Your assignment:
The lines needed are those below that contain the word "session"; copy each one.

● ● ●

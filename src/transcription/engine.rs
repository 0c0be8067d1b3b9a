//! # Whisper CLI Engine
//!
//! Drives the whisper.cpp command-line binary as a subprocess and parses
//! its JSON output. The binary is treated as opaque: we hand it a weight
//! file and an audio path, ask for JSON, and read the result back. The
//! JSON scratch file lives in the OS temp directory under the managed
//! scratch prefix, so the stale-temp rule covers anything left behind by
//! a crashed run.

use anyhow::{anyhow, Context, Result};
use serde::Deserialize;
use std::fs;
use std::path::{Path, PathBuf};
use std::process::Command;
use tracing::{debug, warn};
use uuid::Uuid;

use crate::maintenance::inventory::TEMP_PREFIX;
use crate::transcription::model::{ModelSize, Segment, Transcriber, TranscriptionOutput};

/// Transcriber backed by the whisper.cpp CLI.
pub struct WhisperCliEngine {
    whisper_bin: String,
    weights: PathBuf,
    model: ModelSize,
}

impl WhisperCliEngine {
    pub fn new(whisper_bin: String, weights: PathBuf, model: ModelSize) -> Self {
        Self {
            whisper_bin,
            weights,
            model,
        }
    }

    pub fn model(&self) -> ModelSize {
        self.model
    }
}

impl Transcriber for WhisperCliEngine {
    fn transcribe(&self, audio: &Path, language: Option<&str>) -> Result<TranscriptionOutput> {
        let out_base = std::env::temp_dir().join(format!("{}{}", TEMP_PREFIX, Uuid::new_v4()));
        let json_path = out_base.with_extension("json");

        let mut cmd = Command::new(&self.whisper_bin);
        cmd.arg("-m")
            .arg(&self.weights)
            .arg("-f")
            .arg(audio)
            .arg("-oj")
            .arg("-of")
            .arg(&out_base)
            .arg("-np");
        if let Some(lang) = language {
            cmd.arg("-l").arg(lang);
        }

        debug!(model = %self.model, audio = %audio.display(), "Invoking whisper.cpp");
        let output = cmd
            .output()
            .with_context(|| format!("Failed to launch whisper binary '{}'", self.whisper_bin))?;

        if !output.status.success() {
            let stderr = String::from_utf8_lossy(&output.stderr);
            let _ = fs::remove_file(&json_path);
            return Err(anyhow!(
                "whisper.cpp exited with {}: {}",
                output.status,
                stderr.trim()
            ));
        }

        let raw = fs::read_to_string(&json_path)
            .with_context(|| format!("whisper.cpp produced no output at {}", json_path.display()))?;
        if let Err(e) = fs::remove_file(&json_path) {
            warn!(path = %json_path.display(), error = %e, "Could not remove engine scratch file");
        }

        parse_whisper_json(&raw, language)
    }
}

/// Check that the configured whisper binary is on the PATH and runs.
pub fn probe_binary(whisper_bin: &str) -> bool {
    Command::new(whisper_bin)
        .arg("--help")
        .output()
        .map(|out| out.status.success())
        .unwrap_or(false)
}

// whisper.cpp -oj output shape: offsets are integer milliseconds.
#[derive(Deserialize)]
struct WhisperJson {
    result: Option<WhisperResult>,
    transcription: Vec<WhisperSegment>,
}

#[derive(Deserialize)]
struct WhisperResult {
    language: Option<String>,
}

#[derive(Deserialize)]
struct WhisperSegment {
    offsets: WhisperOffsets,
    text: String,
}

#[derive(Deserialize)]
struct WhisperOffsets {
    from: u64,
    to: u64,
}

fn parse_whisper_json(raw: &str, requested_language: Option<&str>) -> Result<TranscriptionOutput> {
    let parsed: WhisperJson =
        serde_json::from_str(raw).context("Failed to parse whisper.cpp JSON output")?;

    let segments: Vec<Segment> = parsed
        .transcription
        .iter()
        .map(|s| Segment {
            start: s.offsets.from as f64 / 1000.0,
            end: s.offsets.to as f64 / 1000.0,
            text: s.text.trim().to_string(),
        })
        .filter(|s| !s.text.is_empty())
        .collect();

    let text = segments
        .iter()
        .map(|s| s.text.as_str())
        .collect::<Vec<_>>()
        .join(" ");

    let language = parsed
        .result
        .and_then(|r| r.language)
        .or_else(|| requested_language.map(String::from))
        .unwrap_or_else(|| "auto".to_string());

    Ok(TranscriptionOutput {
        text,
        segments,
        language,
    })
}
//! # Audio Scribe Backend - Main Application Entry Point
//!
//! HTTP backend for Whisper-based audio transcription with managed storage
//! lifecycle. Uploads go in, three artifact files come out, and a clock-
//! gated maintenance cycle keeps the output directory and model cache from
//! growing without bound.
//!
//! ## Application Architecture:
//! - **config**: configuration (TOML file + environment variables)
//! - **state**: shared application state and metrics
//! - **maintenance**: clock gate, inventory, retention policy, reclaimer
//! - **transcription**: model catalog, weight loader, engine, handle cache
//! - **artifacts**: transcript/subtitle/segment file rendering
//! - **session**: bounded per-session key/value state
//! - **handlers**: HTTP request handlers
//! - **middleware**: request telemetry
//! - **error**: error types and HTTP error responses

mod artifacts;
mod config;
mod error;
mod handlers;
mod health;
mod maintenance;
mod middleware;
mod session;
mod state;
mod transcription;

use actix_cors::Cors;
use actix_web::{web, App, HttpServer};
use anyhow::Result;
use chrono::Utc;
use std::sync::atomic::{AtomicBool, Ordering};
use std::sync::Arc;
use tracing::{error, info, warn};
use tracing_subscriber::{layer::SubscriberExt, util::SubscriberInitExt};

use config::AppConfig;
use maintenance::{MaintenanceStore, Reclaimer, StoragePaths};
use state::AppState;
use transcription::{ModelCache, WhisperCliLoader};

/// Global shutdown flag set by the signal handler task.
static SHUTDOWN_SIGNAL: AtomicBool = AtomicBool::new(false);

#[actix_web::main]
async fn main() -> Result<()> {
    dotenv::dotenv().ok();
    init_tracing()?;

    let config = AppConfig::load()?;
    config.validate()?;

    info!("Starting audio-scribe-backend v{}", env!("CARGO_PKG_VERSION"));
    info!("Configuration loaded: {}:{}", config.server.host, config.server.port);

    let store = MaintenanceStore::new(config.storage.record_path());
    let paths = StoragePaths::from_config(&config.storage);
    let reclaimer = Arc::new(Reclaimer::new(store, paths, config.retention.clone()));

    let loader = Arc::new(WhisperCliLoader::new(config.models.whisper_bin.clone()));
    let cache_dir = reclaimer.paths().cache_dir.clone();
    let model_cache = Arc::new(ModelCache::new(&config.cache, loader, cache_dir));

    if !transcription::engine::probe_binary(&config.models.whisper_bin) {
        warn!(
            binary = %config.models.whisper_bin,
            "Whisper binary not found on PATH; transcription requests will fail until it is installed"
        );
    }

    // Startup trigger: a process that slept through its cycle cleans up
    // before serving the first request.
    if let Some(startup) = reclaimer.run_if_due(Utc::now()) {
        info!(
            removed = startup.removed,
            failed = startup.failures.len(),
            "Startup maintenance cycle finished"
        );
    }

    let app_state = AppState::new(config.clone(), reclaimer, model_cache);
    let bind_addr = format!("{}:{}", config.server.host, config.server.port);

    setup_signal_handlers();

    info!("Starting HTTP server on {}", bind_addr);

    let server = HttpServer::new(move || {
        let cors = Cors::default()
            .allow_any_origin()
            .allow_any_method()
            .allow_any_header()
            .max_age(3600);

        App::new()
            .app_data(web::Data::new(app_state.clone()))
            .wrap(cors)
            .wrap(middleware::TelemetryMiddleware)
            .service(
                web::scope("/api/v1")
                    .route("/health", web::get().to(health::health_check))
                    .route("/metrics", web::get().to(health::detailed_metrics))
                    .route("/config", web::get().to(handlers::config::get_config))
                    .route("/config", web::put().to(handlers::config::update_config))
                    .route("/transcribe", web::post().to(handlers::transcribe::transcribe))
                    .route("/cache", web::get().to(handlers::maintenance::cache_report))
                    .route(
                        "/maintenance/cleanup",
                        web::post().to(handlers::maintenance::run_cleanup),
                    )
                    .route(
                        "/maintenance/reset",
                        web::post().to(handlers::maintenance::reset_all),
                    ),
            )
            .route("/health", web::get().to(health::health_check))
    })
    .bind(&bind_addr)?
    .run();

    let server_handle = server.handle();
    let server_task = tokio::spawn(server);

    tokio::select! {
        result = server_task => {
            match result {
                Ok(server_result) => {
                    if let Err(e) = server_result {
                        error!("Server error: {}", e);
                    }
                }
                Err(e) => {
                    error!("Server task error: {}", e);
                }
            }
        }
        _ = wait_for_shutdown() => {
            info!("Shutdown signal received, stopping server...");
            server_handle.stop(true).await;
        }
    }

    info!("Server stopped gracefully");
    Ok(())
}

fn init_tracing() -> Result<()> {
    tracing_subscriber::registry()
        .with(
            tracing_subscriber::EnvFilter::try_from_default_env()
                .unwrap_or_else(|_| "audio_scribe_backend=debug,actix_web=info".into()),
        )
        .with(tracing_subscriber::fmt::layer())
        .init();

    Ok(())
}

fn setup_signal_handlers() {
    tokio::spawn(async {
        let mut sigterm = tokio::signal::unix::signal(tokio::signal::unix::SignalKind::terminate())
            .expect("Failed to install SIGTERM handler");
        let mut sigint = tokio::signal::unix::signal(tokio::signal::unix::SignalKind::interrupt())
            .expect("Failed to install SIGINT handler");

        tokio::select! {
            _ = sigterm.recv() => {
                info!("Received SIGTERM");
            }
            _ = sigint.recv() => {
                info!("Received SIGINT");
            }
        }

        SHUTDOWN_SIGNAL.store(true, Ordering::SeqCst);
    });
}

async fn wait_for_shutdown() {
    while !SHUTDOWN_SIGNAL.load(Ordering::SeqCst) {
        tokio::time::sleep(tokio::time::Duration::from_millis(100)).await;
    }
}
//! # Application State Management
//!
//! Shared state handed to every HTTP request handler. Configuration,
//! metrics, and session data sit behind `Arc<RwLock<T>>` so concurrent
//! requests can read without blocking each other; the reclaimer and model
//! cache are internally synchronized and shared as plain `Arc`s.

use std::collections::HashMap;
use std::sync::{Arc, RwLock};
use std::time::Instant;

use crate::config::AppConfig;
use crate::maintenance::Reclaimer;
use crate::session::SessionState;
use crate::transcription::ModelCache;

/// The application state shared across all HTTP request handlers.
///
/// ## Fields:
/// - `config`: runtime-updatable configuration
/// - `metrics`: request counters, updated by the telemetry middleware
/// - `session`: bounded key/value session store
/// - `reclaimer`: maintenance cycle owner (clock gate + retention + apply)
/// - `model_cache`: bounded cache of live transcriber handles
/// - `start_time`: for uptime reporting; never changes after startup
#[derive(Clone)]
pub struct AppState {
    pub config: Arc<RwLock<AppConfig>>,
    pub metrics: Arc<RwLock<AppMetrics>>,
    pub session: Arc<RwLock<SessionState>>,
    pub reclaimer: Arc<Reclaimer>,
    pub model_cache: Arc<ModelCache>,
    pub start_time: Instant,
}

/// Performance metrics collected across all HTTP requests.
#[derive(Debug, Default)]
pub struct AppMetrics {
    /// Total number of HTTP requests processed since server start
    pub request_count: u64,

    /// Total number of errors encountered since server start
    pub error_count: u64,

    /// Transcriptions completed successfully since server start
    pub transcriptions_completed: u64,

    /// Per-endpoint statistics, keyed by "METHOD /path"
    pub endpoint_metrics: HashMap<String, EndpointMetric>,
}

/// Detailed performance metrics for a single API endpoint.
#[derive(Debug, Default, Clone)]
pub struct EndpointMetric {
    pub request_count: u64,
    pub total_duration_ms: u64,
    pub error_count: u64,
}

impl AppState {
    pub fn new(config: AppConfig, reclaimer: Arc<Reclaimer>, model_cache: Arc<ModelCache>) -> Self {
        Self {
            config: Arc::new(RwLock::new(config)),
            metrics: Arc::new(RwLock::new(AppMetrics::default())),
            session: Arc::new(RwLock::new(SessionState::new())),
            reclaimer,
            model_cache,
            start_time: Instant::now(),
        }
    }

    /// Get a copy of the current configuration. Cloning releases the read
    /// lock immediately so other threads are never blocked on it.
    pub fn get_config(&self) -> AppConfig {
        self.config.read().unwrap().clone()
    }

    /// Replace the configuration after validating it. Invalid configs are
    /// rejected and the running config stays untouched.
    pub fn update_config(&self, new_config: AppConfig) -> Result<(), String> {
        match new_config.validate() {
            Ok(_) => {
                *self.config.write().unwrap() = new_config;
                Ok(())
            }
            Err(e) => Err(e.to_string()),
        }
    }

    pub fn increment_request_count(&self) {
        let mut metrics = self.metrics.write().unwrap();
        metrics.request_count += 1;
    }

    pub fn increment_error_count(&self) {
        let mut metrics = self.metrics.write().unwrap();
        metrics.error_count += 1;
    }

    pub fn record_transcription_completed(&self) {
        let mut metrics = self.metrics.write().unwrap();
        metrics.transcriptions_completed += 1;
    }

    /// Record detailed metrics for one request to one endpoint.
    pub fn record_endpoint_request(&self, endpoint: &str, duration_ms: u64, is_error: bool) {
        let mut metrics = self.metrics.write().unwrap();
        let endpoint_metric = metrics
            .endpoint_metrics
            .entry(endpoint.to_string())
            .or_default();
        endpoint_metric.request_count += 1;
        endpoint_metric.total_duration_ms += duration_ms;
        if is_error {
            endpoint_metric.error_count += 1;
        }
    }

    /// Consistent copy of the metrics; cloned so no lock is held while the
    /// response is serialized.
    pub fn get_metrics_snapshot(&self) -> AppMetrics {
        let metrics = self.metrics.read().unwrap();
        AppMetrics {
            request_count: metrics.request_count,
            error_count: metrics.error_count,
            transcriptions_completed: metrics.transcriptions_completed,
            endpoint_metrics: metrics.endpoint_metrics.clone(),
        }
    }

    pub fn get_uptime_seconds(&self) -> u64 {
        self.start_time.elapsed().as_secs()
    }
}

impl EndpointMetric {
    pub fn average_duration_ms(&self) -> f64 {
        if self.request_count > 0 {
            self.total_duration_ms as f64 / self.request_count as f64
        } else {
            0.0
        }
    }

    pub fn error_rate(&self) -> f64 {
        if self.request_count > 0 {
            self.error_count as f64 / self.request_count as f64
        } else {
            0.0
        }
    }
}

#[cfg(test)]
mod tests {
    use super::*;
    use crate::config::RetentionConfig;
    use crate::maintenance::clock::MaintenanceStore;
    use crate::maintenance::inventory::StoragePaths;
    use crate::transcription::loader::ModelLoader;
    use crate::transcription::model::{ModelSize, Transcriber};
    use anyhow::Result;
    use std::path::Path;
    use tempfile::TempDir;

    struct NoopLoader;

    impl ModelLoader for NoopLoader {
        fn load(&self, _model: ModelSize, _cache_dir: &Path) -> Result<Arc<dyn Transcriber>> {
            Err(anyhow::anyhow!("not used in these tests"))
        }
    }

    fn state_in(dir: &TempDir) -> AppState {
        let config = AppConfig::default();
        let paths = StoragePaths {
            output_dir: dir.path().to_path_buf(),
            cache_dir: dir.path().join("whisper_cache"),
            temp_dir: dir.path().join("tmp"),
        };
        let reclaimer = Arc::new(Reclaimer::new(
            MaintenanceStore::new(dir.path().join(".last_cleanup")),
            paths,
            RetentionConfig {
                cycle_interval_hours: 24,
                artifact_max_age_hours: 24,
                temp_max_age_minutes: 60,
                max_retained_models: 2,
            },
        ));
        let cache = Arc::new(ModelCache::new(
            &config.cache,
            Arc::new(NoopLoader),
            dir.path().join("whisper_cache"),
        ));
        AppState::new(config, reclaimer, cache)
    }

    #[test]
    fn test_metrics_counters() {
        let dir = TempDir::new().unwrap();
        let state = state_in(&dir);

        state.increment_request_count();
        state.increment_request_count();
        state.increment_error_count();
        state.record_transcription_completed();

        let snapshot = state.get_metrics_snapshot();
        assert_eq!(snapshot.request_count, 2);
        assert_eq!(snapshot.error_count, 1);
        assert_eq!(snapshot.transcriptions_completed, 1);
    }

    #[test]
    fn test_endpoint_metrics_accumulate() {
        let dir = TempDir::new().unwrap();
        let state = state_in(&dir);

        state.record_endpoint_request("GET /health", 10, false);
        state.record_endpoint_request("GET /health", 30, true);

        let snapshot = state.get_metrics_snapshot();
        let metric = &snapshot.endpoint_metrics["GET /health"];
        assert_eq!(metric.request_count, 2);
        assert_eq!(metric.average_duration_ms(), 20.0);
        assert_eq!(metric.error_rate(), 0.5);
    }

    #[test]
    fn test_update_config_rejects_invalid() {
        let dir = TempDir::new().unwrap();
        let state = state_in(&dir);

        let mut bad = AppConfig::default();
        bad.cache.capacity = 0;
        assert!(state.update_config(bad).is_err());

        // Running config is untouched
        assert_eq!(state.get_config().cache.capacity, 2);
    }
}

● ● ●

Answer for this exercise:
//! - **session**: bounded per-session key/value state
mod session;
//! metrics, and session data sit behind `Arc<RwLock<T>>` so concurrent
use crate::session::SessionState;
/// - `session`: bounded key/value session store
    pub session: Arc<RwLock<SessionState>>,
            session: Arc::new(RwLock::new(SessionState::new())),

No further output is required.